WORK TO BE COMPLETED>
Only the number is wanted: how many lines in the material below contain "ParamError".

-------------------------

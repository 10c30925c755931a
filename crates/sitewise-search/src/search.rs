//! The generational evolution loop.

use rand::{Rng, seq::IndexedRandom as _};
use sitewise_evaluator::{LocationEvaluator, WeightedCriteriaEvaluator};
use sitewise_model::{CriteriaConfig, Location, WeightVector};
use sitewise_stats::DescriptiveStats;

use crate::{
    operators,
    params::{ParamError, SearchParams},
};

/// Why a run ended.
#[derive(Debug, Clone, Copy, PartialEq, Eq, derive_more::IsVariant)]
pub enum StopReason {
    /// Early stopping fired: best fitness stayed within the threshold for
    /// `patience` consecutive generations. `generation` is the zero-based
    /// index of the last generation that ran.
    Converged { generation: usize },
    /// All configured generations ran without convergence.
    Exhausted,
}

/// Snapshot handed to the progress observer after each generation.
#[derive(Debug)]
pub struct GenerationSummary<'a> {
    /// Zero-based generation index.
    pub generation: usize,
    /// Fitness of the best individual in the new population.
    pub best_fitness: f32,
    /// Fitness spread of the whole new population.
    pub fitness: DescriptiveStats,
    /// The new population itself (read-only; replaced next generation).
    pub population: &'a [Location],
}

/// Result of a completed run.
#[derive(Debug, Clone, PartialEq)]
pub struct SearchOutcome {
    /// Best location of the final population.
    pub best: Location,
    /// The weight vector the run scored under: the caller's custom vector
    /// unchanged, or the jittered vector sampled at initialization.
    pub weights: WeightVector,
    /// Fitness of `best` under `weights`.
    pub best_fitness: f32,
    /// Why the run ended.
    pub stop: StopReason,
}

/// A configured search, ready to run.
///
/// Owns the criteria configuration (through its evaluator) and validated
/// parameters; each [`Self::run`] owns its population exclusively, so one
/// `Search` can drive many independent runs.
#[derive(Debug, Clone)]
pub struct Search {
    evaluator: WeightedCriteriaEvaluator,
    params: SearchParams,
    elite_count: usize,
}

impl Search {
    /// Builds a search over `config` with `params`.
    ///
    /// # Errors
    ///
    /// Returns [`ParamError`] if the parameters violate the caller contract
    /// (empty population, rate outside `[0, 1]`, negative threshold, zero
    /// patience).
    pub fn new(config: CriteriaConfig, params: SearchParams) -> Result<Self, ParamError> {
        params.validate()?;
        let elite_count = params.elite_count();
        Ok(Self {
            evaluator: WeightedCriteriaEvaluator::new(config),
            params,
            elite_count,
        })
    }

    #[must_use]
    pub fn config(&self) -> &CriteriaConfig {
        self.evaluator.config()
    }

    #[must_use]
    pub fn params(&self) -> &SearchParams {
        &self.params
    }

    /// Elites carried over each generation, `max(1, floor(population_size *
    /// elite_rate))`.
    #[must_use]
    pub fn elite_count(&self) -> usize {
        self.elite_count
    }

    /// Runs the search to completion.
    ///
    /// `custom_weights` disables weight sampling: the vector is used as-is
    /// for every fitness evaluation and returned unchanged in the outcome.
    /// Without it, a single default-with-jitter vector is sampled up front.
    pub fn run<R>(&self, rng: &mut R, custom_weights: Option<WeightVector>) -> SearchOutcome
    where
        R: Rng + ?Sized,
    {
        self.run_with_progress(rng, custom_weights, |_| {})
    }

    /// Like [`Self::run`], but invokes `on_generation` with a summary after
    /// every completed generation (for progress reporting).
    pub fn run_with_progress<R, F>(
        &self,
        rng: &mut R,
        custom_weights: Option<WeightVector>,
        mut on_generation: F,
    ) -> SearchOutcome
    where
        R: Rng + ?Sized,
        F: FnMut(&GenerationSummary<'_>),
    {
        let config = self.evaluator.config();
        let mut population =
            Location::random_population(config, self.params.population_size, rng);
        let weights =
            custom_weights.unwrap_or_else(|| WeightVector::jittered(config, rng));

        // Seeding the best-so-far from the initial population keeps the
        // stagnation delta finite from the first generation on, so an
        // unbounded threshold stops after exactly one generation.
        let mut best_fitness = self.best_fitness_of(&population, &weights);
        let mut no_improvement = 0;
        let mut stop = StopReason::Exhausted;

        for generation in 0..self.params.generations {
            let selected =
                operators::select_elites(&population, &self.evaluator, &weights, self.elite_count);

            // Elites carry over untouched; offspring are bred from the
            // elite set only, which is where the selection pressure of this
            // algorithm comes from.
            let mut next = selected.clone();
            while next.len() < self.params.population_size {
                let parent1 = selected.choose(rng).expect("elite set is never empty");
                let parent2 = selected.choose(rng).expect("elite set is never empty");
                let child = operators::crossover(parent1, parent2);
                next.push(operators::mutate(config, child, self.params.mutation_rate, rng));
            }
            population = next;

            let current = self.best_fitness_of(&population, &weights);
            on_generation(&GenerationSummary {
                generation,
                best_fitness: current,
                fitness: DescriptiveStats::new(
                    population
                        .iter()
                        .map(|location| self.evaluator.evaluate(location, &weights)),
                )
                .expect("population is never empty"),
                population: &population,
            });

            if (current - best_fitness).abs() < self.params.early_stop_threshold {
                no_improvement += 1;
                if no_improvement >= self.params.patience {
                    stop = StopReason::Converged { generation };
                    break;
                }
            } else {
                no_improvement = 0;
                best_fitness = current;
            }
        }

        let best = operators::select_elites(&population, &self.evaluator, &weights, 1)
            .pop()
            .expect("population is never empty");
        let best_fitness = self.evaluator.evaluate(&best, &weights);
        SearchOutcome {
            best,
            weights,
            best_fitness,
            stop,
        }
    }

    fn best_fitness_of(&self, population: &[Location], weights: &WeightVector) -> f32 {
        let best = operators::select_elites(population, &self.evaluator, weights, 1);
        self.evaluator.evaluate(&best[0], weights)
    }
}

-------------------------

WRITTEN SOLUTION>
3